Bob Lanier: A great career without the greatest prize

Bob Lanier: A great career without the greatest prize

When Bob Lanier ended his basketball career in 1984 after 14 years in the NBA, he joked that he did so only because the Milwaukee Bucks had finally found in Alton Lister another player who literally could fill his sneakers. One of the game’s greatest big men, Lanier was actually preceded into the Hall of Fame by a bronzed pair of his shoes, the biggest the NBA had ever seen.

“A lot of people can put both feet into one of my shoes.”

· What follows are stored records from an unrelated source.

use axum::{
    extract::{Query, State},
    http::StatusCode,
    Json,
};
use serde::{Deserialize, Serialize};
use std::sync::Arc;

use crate::collector::{CollectionScheduler, DiagnosticsReport, StatusReport};
use crate::models::DashboardPayload;

pub const DEFAULT_DASHBOARD_DAYS: u32 = 7;
pub const MAX_DASHBOARD_DAYS: u32 = 365;

pub struct AppState {
    pub scheduler: Arc<CollectionScheduler>,
}

#[derive(Debug, Serialize, Deserialize)]
pub struct RefreshResponse {
    pub status: String,
    pub message: String,
}

#[derive(Debug, Serialize, Deserialize)]
pub struct HealthResponse {
    pub status: String,
    pub service: String,
}

#[derive(Deserialize)]
pub struct DashboardQuery {
    /// Kept as text so a bad value falls back to the default instead of
    /// rejecting the request
    pub days: Option<String>,
}

impl DashboardQuery {
    pub fn window_days(&self) -> u32 {
        self.days
            .as_deref()
            .and_then(|raw| raw.trim().parse::<i64>().ok())
            .map(|days| days.clamp(1, i64::from(MAX_DASHBOARD_DAYS)) as u32)
            .unwrap_or(DEFAULT_DASHBOARD_DAYS)
    }
}

/// Dashboard for the requested window; always 200
pub async fn get_dashboard(
    State(state): State<Arc<AppState>>,
    Query(query): Query<DashboardQuery>,
) -> Json<DashboardPayload> {
    Json(state.scheduler.dashboard(query.window_days()).await)
}

/// Run one collection cycle now
pub async fn refresh_data(
    State(state): State<Arc<AppState>>,
) -> Result<Json<RefreshResponse>, (StatusCode, Json<RefreshResponse>)> {
    match state.scheduler.force_refresh().await {
        Ok(_) => Ok(Json(RefreshResponse {
            status: "success".to_string(),
            message: "Data refreshed successfully".to_string(),
        })),
        Err(e) => Err((
            StatusCode::INTERNAL_SERVER_ERROR,
            Json(RefreshResponse {
                status: "error".to_string(),
                message: format!("Refresh failed: {}", e),
            }),
        )),
    }
}

pub async fn get_status(State(state): State<Arc<AppState>>) -> Json<StatusReport> {
    Json(state.scheduler.status())
}

pub async fn health_check() -> Json<HealthResponse> {
    Json(HealthResponse {
        status: "healthy".to_string(),
        service: "youknow-backend".to_string(),
    })
}

/// History access test plus metrics backend diagnostics
pub async fn chrome_test(State(state): State<Arc<AppState>>) -> Json<DiagnosticsReport> {
    Json(state.scheduler.chrome_test().await)
}

#[cfg(test)]
mod tests {
    use super::*;

    fn days(raw: Option<&str>) -> u32 {
        DashboardQuery {
            days: raw.map(str::to_string),
        }
        .window_days()
    }

    #[test]
    fn test_window_days_parsing() {
        assert_eq!(days(None), 7);
        assert_eq!(days(Some("14")), 14);
        assert_eq!(days(Some("abc")), 7);
        assert_eq!(days(Some("")), 7);
        assert_eq!(days(Some("0")), 1);
        assert_eq!(days(Some("-3")), 1);
        assert_eq!(days(Some("9999")), 365);
    }
}
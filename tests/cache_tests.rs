//! Integration tests for the fingerprint cache store, key derivation,
//! and staleness eviction.

use std::fs;
use std::path::Path;

use cachecopy::cache::{derive_cache_key, evict_stale, FingerprintCache, CACHE_DIR};
use tempfile::tempdir;

const DAY: i64 = 24 * 60 * 60;

#[test]
fn store_format_round_trips_field_names_and_u64_hashes() {
    let dir = tempdir().unwrap();
    let path = dir.path().join("cache.json");
    let cache = FingerprintCache::load(path.clone());
    cache.put("dir/file.txt", 1234, u64::MAX - 7, 1_700_000_000);
    cache.save().unwrap();

    // Field names are the stable store format.
    let raw = fs::read_to_string(&path).unwrap();
    assert!(raw.contains("\"size\""));
    assert!(raw.contains("\"hash\""));
    assert!(raw.contains("\"mod_time\""));

    // Numeric encoding is lossless, including near-max u64 hashes.
    let reloaded = FingerprintCache::load(path);
    let entry = reloaded.get("dir/file.txt").unwrap();
    assert_eq!(entry.size, 1234);
    assert_eq!(entry.hash, u64::MAX - 7);
    assert_eq!(entry.mod_time, 1_700_000_000);
}

#[test]
fn save_is_repeatable_and_last_snapshot_wins() {
    let dir = tempdir().unwrap();
    let path = dir.path().join("cache.json");
    let cache = FingerprintCache::load(path.clone());
    cache.put("a", 1, 1, 1);
    cache.save().unwrap();
    cache.put("b", 2, 2, 2);
    cache.save().unwrap();
    cache.remove("a");
    cache.save().unwrap();

    let reloaded = FingerprintCache::load(path);
    assert!(reloaded.get("a").is_none());
    assert!(reloaded.get("b").is_some());
    assert_eq!(reloaded.len(), 1);
}

#[test]
fn cache_key_is_stable_and_pair_specific() {
    let a1 = derive_cache_key(Path::new("/srv/data"), Path::new("/mnt/backup"));
    let a2 = derive_cache_key(Path::new("/srv/data/"), Path::new("/mnt/backup/"));
    let b = derive_cache_key(Path::new("/srv/data"), Path::new("/mnt/other"));

    assert_eq!(a1, a2);
    assert_ne!(a1, b);
    assert!(a1.starts_with(CACHE_DIR));
    assert_ne!(a1.file_name(), b.file_name());
}

#[test]
fn eviction_boundary_is_exact() {
    let dir = tempdir().unwrap();
    let cache = FingerprintCache::load(dir.path().join("cache.json"));
    let now = chrono::Utc::now().timestamp();
    let age = 30u64;

    cache.put("too-old.txt", 1, 1, now - (age as i64 + 1) * DAY);
    cache.put("still-fresh.txt", 1, 1, now - (age as i64 - 1) * DAY);
    cache.save().unwrap();

    let report = evict_stale(&cache, age, now).unwrap();
    assert_eq!(report.evicted, 1);
    assert!(!report.store_deleted);
    assert!(cache.get("too-old.txt").is_none());
    assert!(cache.get("still-fresh.txt").is_some());
}

#[test]
fn prune_missing_then_save_drops_rows_for_deleted_sources() {
    let dir = tempdir().unwrap();
    let src = dir.path().join("src");
    fs::create_dir_all(&src).unwrap();
    fs::write(src.join("kept.txt"), b"k").unwrap();
    fs::write(src.join("doomed.txt"), b"d").unwrap();

    let path = dir.path().join("cache.json");
    let cache = FingerprintCache::load(path.clone());
    cache.put("kept.txt", 1, 1, 1);
    cache.put("doomed.txt", 1, 1, 1);
    cache.save().unwrap();

    fs::remove_file(src.join("doomed.txt")).unwrap();
    assert_eq!(cache.prune_missing(&src), 1);
    cache.save().unwrap();

    let reloaded = FingerprintCache::load(path);
    assert!(reloaded.get("kept.txt").is_some());
    assert!(reloaded.get("doomed.txt").is_none());
}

With a sweeping left-hand hook and a dominating inside presence, Bob Lanier was one of the most feared big men of his era. Opposing centers had to keep a watchful eye on Lanier because he had an equally impressive outside game. His sweet shooting touch from the perimeter placed him in a rarified class of being a true inside/outside force. This ability, combined with his single-minded determination to win, helped Lanier lead tiny St. Bonaventure University to the 1970 NCAA Final Four. Lanier still holds school records for scoring (27.6 PPG) and rebounding (15.7 RPG).

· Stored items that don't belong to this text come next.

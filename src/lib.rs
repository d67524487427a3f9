//! cachecopy - Cache-Validated Concurrent Directory Copier
//!
//! Synchronizes a source directory tree into a destination tree, skipping
//! files whose content is provably unchanged since the last run. A
//! persistent per-file fingerprint cache (size, xxh64 hash, recorded
//! time) backs the skip decision; a fixed pool of workers drains the file
//! list concurrently while keeping the cache consistent.

pub mod app;
pub mod cache;
pub mod cli;
pub mod engine;
pub mod error;
pub mod logging;
pub mod mirror;
pub mod progress;
pub mod signal;
pub mod transfer;
pub mod tui;
pub mod walk;

pub use app::run_app;
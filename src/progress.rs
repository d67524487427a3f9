//! Plain-terminal front-end.
//!
//! Renders aggregate progress as an indicatif byte bar and prints the
//! engine's operational lines above it. With `--log-path`, every
//! operational line is also appended to the log file.

use std::fs::{File, OpenOptions};
use std::io::Write;
use std::path::Path;
use std::sync::Mutex;
use std::time::Duration;

use indicatif::{ProgressBar, ProgressStyle};

use crate::engine::EventSink;

/// Optional append-only tee of operational lines to a log file.
#[derive(Debug, Default)]
pub struct LogTee {
    file: Option<Mutex<File>>,
}

impl LogTee {
    /// Open `path` for appending, or an inert tee when `path` is `None`.
    ///
    /// A file that cannot be opened degrades to console-only output with
    /// a diagnostic, mirroring how a missing cache degrades the run.
    #[must_use]
    pub fn open(path: Option<&Path>) -> Self {
        let file = path.and_then(|p| {
            match OpenOptions::new().create(true).append(true).open(p) {
                Ok(f) => Some(Mutex::new(f)),
                Err(e) => {
                    log::error!("Failed to open log file {}: {}", p.display(), e);
                    None
                }
            }
        });
        Self { file }
    }

    /// Append one line to the log file, if any.
    pub fn write_line(&self, line: &str) {
        if let Some(file) = &self.file {
            let mut file = file.lock().unwrap_or_else(|e| e.into_inner());
            if let Err(e) = writeln!(file, "{line}") {
                log::warn!("Failed to write log file: {e}");
            }
        }
    }
}

/// Timestamp prefix used on operational lines.
#[must_use]
pub fn timestamp() -> String {
    chrono::Local::now()
        .format("%Y-%m-%d %H:%M:%S%.3f")
        .to_string()
}

/// Console front-end: byte progress bar plus printed log lines.
pub struct ConsoleFrontEnd {
    bar: ProgressBar,
    tee: LogTee,
    quiet: bool,
}

impl ConsoleFrontEnd {
    /// Create the front-end for a run totalling `total_bytes`.
    #[must_use]
    pub fn new(total_bytes: u64, quiet: bool, log_path: Option<&Path>) -> Self {
        let bar = if quiet {
            ProgressBar::hidden()
        } else {
            let bar = ProgressBar::new(total_bytes);
            bar.set_style(
                ProgressStyle::with_template(
                    "{bytes}/{total_bytes} [{bar:40}] {percent:>3}% | {elapsed}",
                )
                .unwrap_or_else(|_| ProgressStyle::default_bar())
                .progress_chars("=> "),
            );
            bar.enable_steady_tick(Duration::from_millis(500));
            bar
        };
        Self {
            bar,
            tee: LogTee::open(log_path),
            quiet,
        }
    }

    /// Finish the bar and leave it on screen.
    pub fn finish(&self) {
        self.bar.finish();
    }
}

impl EventSink for ConsoleFrontEnd {
    fn log(&self, line: &str) {
        let stamped = format!("[{}] {}", timestamp(), line);
        if !self.quiet {
            self.bar.println(&stamped);
        }
        self.tee.write_line(&stamped);
    }

    fn progress(&self, copied: u64, _total: u64) {
        self.bar.set_position(copied);
    }

    fn fatal(&self, line: &str) {
        let stamped = format!("[{}] [FATAL] {}", timestamp(), line);
        self.bar.abandon();
        eprintln!("{stamped}");
        self.tee.write_line(&stamped);
    }
}
//! In-memory fingerprint map with whole-file JSON persistence.
//!
//! The store is shared by every copy worker for the lifetime of one run.
//! Lookups take the read lock; mutation takes the write lock. `save` also
//! serializes under the read lock, so a snapshot can never observe a
//! half-applied mutation, while concurrent lookups proceed freely. Writes
//! to the backing file are serialized behind their own lock so concurrent
//! checkpoints from multiple workers never race on the temp file.

use std::collections::HashMap;
use std::fs;
use std::io;
use std::path::{Path, PathBuf};
use std::sync::{Mutex, RwLock};

use serde_json::Value;

use super::CacheEntry;

/// Errors produced by cache persistence.
#[derive(thiserror::Error, Debug)]
pub enum CacheError {
    /// Failed to serialize the cache map.
    #[error("Failed to serialize cache: {0}")]
    Serialize(#[from] serde_json::Error),

    /// Failed to write the cache file.
    #[error("Failed to write cache file {path}: {source}")]
    Io {
        path: PathBuf,
        #[source]
        source: io::Error,
    },
}

/// Persistent mapping from relative source path to [`CacheEntry`].
///
/// One instance exists per (source, destination) pair per run. Loading a
/// missing or malformed store is not an error: the run degrades to an
/// empty cache and re-copies everything.
#[derive(Debug)]
pub struct FingerprintCache {
    entries: RwLock<HashMap<String, CacheEntry>>,
    save_lock: Mutex<()>,
    path: PathBuf,
}

impl FingerprintCache {
    /// Load the cache backing store at `path`, or start empty.
    ///
    /// A missing file is expected on first runs. Malformed content is read
    /// best-effort: entries that fail to parse are dropped with a warning,
    /// and a file that is not a JSON object at all yields an empty cache.
    #[must_use]
    pub fn load(path: PathBuf) -> Self {
        let entries = match fs::read(&path) {
            Ok(bytes) => parse_entries(&bytes, &path),
            Err(e) if e.kind() == io::ErrorKind::NotFound => {
                log::info!("No cache file found: {}", path.display());
                HashMap::new()
            }
            Err(e) => {
                log::warn!("Error opening cache file {}: {}", path.display(), e);
                HashMap::new()
            }
        };
        Self {
            entries: RwLock::new(entries),
            save_lock: Mutex::new(()),
            path,
        }
    }

    /// Path of the backing store file.
    #[must_use]
    pub fn path(&self) -> &Path {
        &self.path
    }

    /// Serialize the whole map and write it atomically to the backing store.
    ///
    /// Each call is a full snapshot. The map is serialized under the read
    /// lock; the bytes are written to a sibling temp file and renamed into
    /// place so a new run never sees a partially written store. Saves
    /// themselves are serialized behind a dedicated lock: every worker
    /// checkpoints through this method and the temp file is shared, so
    /// overlapping writers would otherwise tear it mid-rename.
    pub fn save(&self) -> Result<(), CacheError> {
        let _saving = self.save_lock.lock().unwrap_or_else(|e| e.into_inner());
        let data = {
            let entries = self.entries.read().unwrap_or_else(|e| e.into_inner());
            serde_json::to_vec(&*entries)?
        };
        let tmp = self.path.with_extension("json.tmp");
        fs::write(&tmp, &data).map_err(|source| CacheError::Io {
            path: tmp.clone(),
            source,
        })?;
        fs::rename(&tmp, &self.path).map_err(|source| CacheError::Io {
            path: self.path.clone(),
            source,
        })
    }

    /// Look up the entry for a relative path.
    #[must_use]
    pub fn get(&self, rel_path: &str) -> Option<CacheEntry> {
        self.entries
            .read()
            .unwrap_or_else(|e| e.into_inner())
            .get(rel_path)
            .copied()
    }

    /// Insert or overwrite the entry for a relative path.
    pub fn put(&self, rel_path: &str, size: u64, hash: u64, mod_time: i64) {
        self.entries
            .write()
            .unwrap_or_else(|e| e.into_inner())
            .insert(rel_path.to_string(), CacheEntry::new(size, hash, mod_time));
    }

    /// Remove the entry for a relative path, if present.
    pub fn remove(&self, rel_path: &str) {
        self.entries
            .write()
            .unwrap_or_else(|e| e.into_inner())
            .remove(rel_path);
    }

    /// Drop every entry.
    pub fn clear(&self) {
        self.entries
            .write()
            .unwrap_or_else(|e| e.into_inner())
            .clear();
    }

    /// All relative paths currently cached.
    #[must_use]
    pub fn keys(&self) -> Vec<String> {
        self.entries
            .read()
            .unwrap_or_else(|e| e.into_inner())
            .keys()
            .cloned()
            .collect()
    }

    /// Number of cached entries.
    #[must_use]
    pub fn len(&self) -> usize {
        self.entries.read().unwrap_or_else(|e| e.into_inner()).len()
    }

    /// Whether the cache holds no entries.
    #[must_use]
    pub fn is_empty(&self) -> bool {
        self.len() == 0
    }

    /// Remove every entry whose relative path no longer resolves to an
    /// existing file under `source_root`. Returns how many were removed.
    pub fn prune_missing(&self, source_root: &Path) -> usize {
        let mut entries = self.entries.write().unwrap_or_else(|e| e.into_inner());
        let before = entries.len();
        entries.retain(|rel, _| source_root.join(rel).exists());
        before - entries.len()
    }

    /// Run `f` over a snapshot of all (path, entry) pairs.
    ///
    /// Used by the staleness pass, which needs to inspect entries without
    /// holding the lock across its own mutations.
    #[must_use]
    pub fn snapshot(&self) -> Vec<(String, CacheEntry)> {
        self.entries
            .read()
            .unwrap_or_else(|e| e.into_inner())
            .iter()
            .map(|(k, v)| (k.clone(), *v))
            .collect()
    }
}

/// Parse the store bytes entry by entry, dropping anything malformed.
fn parse_entries(bytes: &[u8], path: &Path) -> HashMap<String, CacheEntry> {
    let value: Value = match serde_json::from_slice(bytes) {
        Ok(v) => v,
        Err(e) => {
            log::warn!(
                "Cache file {} is not valid JSON, starting empty: {}",
                path.display(),
                e
            );
            return HashMap::new();
        }
    };
    let Value::Object(map) = value else {
        log::warn!(
            "Cache file {} does not contain an object, starting empty",
            path.display()
        );
        return HashMap::new();
    };
    let mut entries = HashMap::with_capacity(map.len());
    for (rel, raw) in map {
        match serde_json::from_value::<CacheEntry>(raw) {
            Ok(entry) => {
                entries.insert(rel, entry);
            }
            Err(e) => {
                log::warn!("Dropping malformed cache entry for '{}': {}", rel, e);
            }
        }
    }
    entries
}
//! Mirror step: prune destination entries with no source counterpart.
//!
//! Files are deleted as the walk encounters them; directories are only
//! marked, then removed after the walk completes so a directory is never
//! deleted while still being traversed. Cache rows for everything removed
//! are dropped. The first error aborts the pass; entries already deleted
//! stay deleted.

use std::fs;
use std::path::Path;

use anyhow::{Context, Result};
use walkdir::WalkDir;

use crate::cache::FingerprintCache;

/// Summary of one prune pass.
#[derive(Debug, Default, Clone, Copy, PartialEq, Eq)]
pub struct PruneStats {
    /// Orphan files deleted.
    pub files_removed: u64,
    /// Orphan directory trees deleted.
    pub dirs_removed: u64,
}

/// Delete everything under `dest_root` that has no counterpart under
/// `source_root`, dropping the corresponding cache rows.
pub fn prune(
    source_root: &Path,
    dest_root: &Path,
    cache: &FingerprintCache,
) -> Result<PruneStats> {
    let mut stats = PruneStats::default();
    let mut deferred_dirs: Vec<(std::path::PathBuf, String)> = Vec::new();

    for entry in WalkDir::new(dest_root) {
        let entry = entry.with_context(|| {
            format!("Failed to walk destination {}", dest_root.display())
        })?;
        let dst_path = entry.path();
        if dst_path == dest_root {
            continue;
        }
        let rel = match dst_path.strip_prefix(dest_root) {
            Ok(rel) => rel_string(rel),
            Err(_) => continue,
        };
        if source_root.join(&rel).exists() {
            continue;
        }

        if entry.file_type().is_dir() {
            log::info!("Marking directory for deletion: {}", dst_path.display());
            deferred_dirs.push((dst_path.to_path_buf(), rel));
        } else {
            log::info!("Deleting extra file: {}", dst_path.display());
            fs::remove_file(dst_path)
                .with_context(|| format!("Failed to delete file {}", dst_path.display()))?;
            cache.remove(&rel);
            stats.files_removed += 1;
        }
    }

    for (dir, rel) in deferred_dirs {
        // A parent marked earlier may already have taken this one with it.
        if !dir.exists() {
            continue;
        }
        fs::remove_dir_all(&dir)
            .with_context(|| format!("Failed to delete directory {}", dir.display()))?;
        cache.remove(&rel);
        if let Err(e) = cache.save() {
            log::warn!("Failed to save cache after pruning {}: {}", rel, e);
        }
        stats.dirs_removed += 1;
    }

    Ok(stats)
}

/// Relative path as a forward-slash string, matching cache keys.
fn rel_string(rel: &Path) -> String {
    let s = rel.to_string_lossy();
    if std::path::MAIN_SEPARATOR == '/' {
        s.into_owned()
    } else {
        s.replace(std::path::MAIN_SEPARATOR, "/")
    }
}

Lanier excelled in an era of outstanding centers such as Wilt Chamberlain, Kareem Abdul-Jabbar, Willis Reed, Dave Cowens, and Bill Walton. In his 14 NBA seasons, Lanier averaged 20.1 points and 10.1 rebounds per game while shooting a respectable 51.4 percent from the field. Yet despite Lanier’s Hall of Fame numbers (he was inducted in 1992) with the Pistons and the Bucks, he never realized his greatest aspiration: to put a championship ring on his finger.

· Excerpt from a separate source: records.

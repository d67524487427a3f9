//! Terminal UI front-end.
//!
//! Three panels: a one-line CPU/memory monitor refreshed at 1 Hz, a
//! scrolling log of operational lines, and a byte progress gauge. The
//! copy engine runs on a worker thread and reports through a channel;
//! this thread owns the terminal.
//!
//! The terminal is restored on every exit path, including panics.

use std::io::{self, Stdout};
use std::panic;
use std::path::Path;
use std::time::{Duration, Instant};

use crossbeam_channel::{Receiver, Sender};
use crossterm::event::{self, Event, KeyCode, KeyModifiers};
use crossterm::execute;
use crossterm::terminal::{
    disable_raw_mode, enable_raw_mode, EnterAlternateScreen, LeaveAlternateScreen,
};
use ratatui::prelude::*;
use ratatui::widgets::{Block, Borders, Gauge, List, ListItem, Paragraph};
use sysinfo::System;

use crate::engine::{CopyStats, EngineError, EventSink};
use crate::progress::{timestamp, LogTee};
use crate::signal::ShutdownHandler;

const POLL_TIMEOUT: Duration = Duration::from_millis(100);
const MONITOR_INTERVAL: Duration = Duration::from_secs(1);
const MAX_LOG_LINES: usize = 500;

type Terminal = ratatui::Terminal<CrosstermBackend<Stdout>>;

/// Events flowing from the engine thread to the UI thread.
enum UiEvent {
    Log(String),
    Progress { copied: u64, total: u64 },
    Fatal(String),
}

/// `EventSink` that forwards engine output to the UI thread.
struct TuiSink {
    tx: Sender<UiEvent>,
    tee: LogTee,
}

impl EventSink for TuiSink {
    fn log(&self, line: &str) {
        let stamped = format!("[{}] {}", timestamp(), line);
        self.tee.write_line(&stamped);
        let _ = self.tx.send(UiEvent::Log(stamped));
    }

    fn progress(&self, copied: u64, total: u64) {
        let _ = self.tx.send(UiEvent::Progress { copied, total });
    }

    fn fatal(&self, line: &str) {
        let stamped = format!("[{}] [FATAL] {}", timestamp(), line);
        self.tee.write_line(&stamped);
        let _ = self.tx.send(UiEvent::Fatal(stamped));
    }
}

/// UI state accumulated from engine events.
struct UiState {
    lines: Vec<String>,
    copied: u64,
    total: u64,
    done: bool,
    fatal: bool,
}

impl UiState {
    fn new(total: u64) -> Self {
        Self {
            lines: Vec::new(),
            copied: 0,
            total,
            done: false,
            fatal: false,
        }
    }

    fn push_line(&mut self, line: String) {
        self.lines.push(line);
        if self.lines.len() > MAX_LOG_LINES {
            let excess = self.lines.len() - MAX_LOG_LINES;
            self.lines.drain(..excess);
        }
    }

    fn apply(&mut self, event: UiEvent) {
        match event {
            UiEvent::Log(line) => self.push_line(line),
            UiEvent::Progress { copied, total } => {
                self.copied = copied;
                self.total = total;
            }
            UiEvent::Fatal(line) => {
                self.push_line(line);
                self.fatal = true;
            }
        }
    }
}

/// Run the copy engine under the TUI.
///
/// `copy` receives the sink wired to this UI and runs on a worker thread;
/// the calling thread drives the terminal until the copy finishes and the
/// user dismisses the screen (or requests shutdown with `q`/Ctrl+C).
pub fn run_with_ui<F>(
    total_bytes: u64,
    log_path: Option<&Path>,
    shutdown: &ShutdownHandler,
    banner: &[String],
    copy: F,
) -> io::Result<Result<CopyStats, EngineError>>
where
    F: FnOnce(&dyn EventSink) -> Result<CopyStats, EngineError> + Send,
{
    let original_hook = panic::take_hook();
    panic::set_hook(Box::new(move |panic_info| {
        let _ = restore_terminal();
        original_hook(panic_info);
    }));

    let result = run_inner(total_bytes, log_path, shutdown, banner, copy);

    let _ = panic::take_hook();
    result
}

fn run_inner<F>(
    total_bytes: u64,
    log_path: Option<&Path>,
    shutdown: &ShutdownHandler,
    banner: &[String],
    copy: F,
) -> io::Result<Result<CopyStats, EngineError>>
where
    F: FnOnce(&dyn EventSink) -> Result<CopyStats, EngineError> + Send,
{
    let (tx, rx) = crossbeam_channel::unbounded();
    let sink = TuiSink {
        tx,
        tee: LogTee::open(log_path),
    };
    for line in banner {
        sink.log(line);
    }

    let mut terminal = setup_terminal()?;
    let mut state = UiState::new(total_bytes);

    let outcome = std::thread::scope(|scope| {
        let handle = scope.spawn(move || {
            let result = copy(&sink);
            sink.log("Copy process completed. Press any key to exit.");
            result
        });
        let ui_result = event_loop(&mut terminal, &rx, &mut state, shutdown, &handle);
        let copy_result = handle
            .join()
            .unwrap_or(Err(EngineError::Fatal("Copy worker panicked".into())));
        ui_result.map(|()| copy_result)
    });

    restore_terminal()?;
    outcome
}

fn event_loop(
    terminal: &mut Terminal,
    rx: &Receiver<UiEvent>,
    state: &mut UiState,
    shutdown: &ShutdownHandler,
    handle: &std::thread::ScopedJoinHandle<'_, Result<CopyStats, EngineError>>,
) -> io::Result<()> {
    let mut system = System::new();
    let mut monitor_line = String::from("CPU: --% | Mem: --%");
    let mut last_monitor = Instant::now() - MONITOR_INTERVAL;

    loop {
        for event in rx.try_iter() {
            state.apply(event);
        }
        if handle.is_finished() {
            state.done = true;
        }

        if last_monitor.elapsed() >= MONITOR_INTERVAL {
            last_monitor = Instant::now();
            monitor_line = sample_monitor(&mut system);
        }

        terminal.draw(|frame| render(frame, state, &monitor_line))?;

        if event::poll(POLL_TIMEOUT)? {
            if let Event::Key(key) = event::read()? {
                let ctrl_c = key.code == KeyCode::Char('c')
                    && key.modifiers.contains(KeyModifiers::CONTROL);
                if state.done {
                    // Any key dismisses the finished screen.
                    return Ok(());
                }
                if key.code == KeyCode::Char('q') || ctrl_c {
                    shutdown.request_shutdown();
                }
            }
        }

        if state.done && shutdown.is_shutdown_requested() {
            return Ok(());
        }
    }
}

/// One line of CPU and memory usage, refreshed at the monitor interval.
fn sample_monitor(system: &mut System) -> String {
    system.refresh_cpu_usage();
    system.refresh_memory();
    let cpu = system.global_cpu_info().cpu_usage();
    let used = system.used_memory();
    let total = system.total_memory();
    let mem_pct = if total > 0 {
        used as f64 / total as f64 * 100.0
    } else {
        0.0
    };
    format!(
        "CPU: {:.2}% | Mem: {:.2}% ({} / {})",
        cpu,
        mem_pct,
        bytesize::ByteSize::b(used),
        bytesize::ByteSize::b(total)
    )
}

fn render(frame: &mut Frame, state: &UiState, monitor_line: &str) {
    let chunks = Layout::default()
        .direction(Direction::Vertical)
        .constraints([
            Constraint::Length(1),
            Constraint::Min(1),
            Constraint::Length(3),
        ])
        .split(frame.area());

    frame.render_widget(
        Paragraph::new(monitor_line).style(Style::default().fg(Color::Cyan)),
        chunks[0],
    );

    // Tail of the log, newest lines kept visible.
    let visible = chunks[1].height as usize;
    let start = state.lines.len().saturating_sub(visible.saturating_sub(2));
    let items: Vec<ListItem> = state.lines[start..]
        .iter()
        .map(|l| ListItem::new(l.as_str()))
        .collect();
    let log = List::new(items).block(Block::default().borders(Borders::ALL).title("Log"));
    frame.render_widget(log, chunks[1]);

    let ratio = if state.total > 0 {
        (state.copied as f64 / state.total as f64).min(1.0)
    } else if state.done {
        1.0
    } else {
        0.0
    };
    let label = format!(
        "{} / {}",
        bytesize::ByteSize::b(state.copied),
        bytesize::ByteSize::b(state.total)
    );
    let color = if state.fatal { Color::Red } else { Color::Green };
    let gauge = Gauge::default()
        .block(Block::default().borders(Borders::ALL).title("Total"))
        .gauge_style(Style::default().fg(color))
        .ratio(ratio)
        .label(label);
    frame.render_widget(gauge, chunks[2]);
}

fn setup_terminal() -> io::Result<Terminal> {
    enable_raw_mode()?;
    let mut stdout = io::stdout();
    execute!(stdout, EnterAlternateScreen)?;
    Terminal::new(CrosstermBackend::new(stdout))
}

fn restore_terminal() -> io::Result<()> {
    disable_raw_mode()?;
    execute!(io::stdout(), LeaveAlternateScreen)?;
    Ok(())
}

“I accomplished most of the individual goals I ever dreamed of in this game,” he said in the Milwaukee Sentinel the year he retired. “But the ultimate reward is to be crowned champions. And if you don’t know what that feeling is, I think it leaves a void.”

He played in eight NBA All-Star Games and was named Most Valuable Player of the 1974 game. He has had his #16 jersey retired by both the Pistons and the Bucks.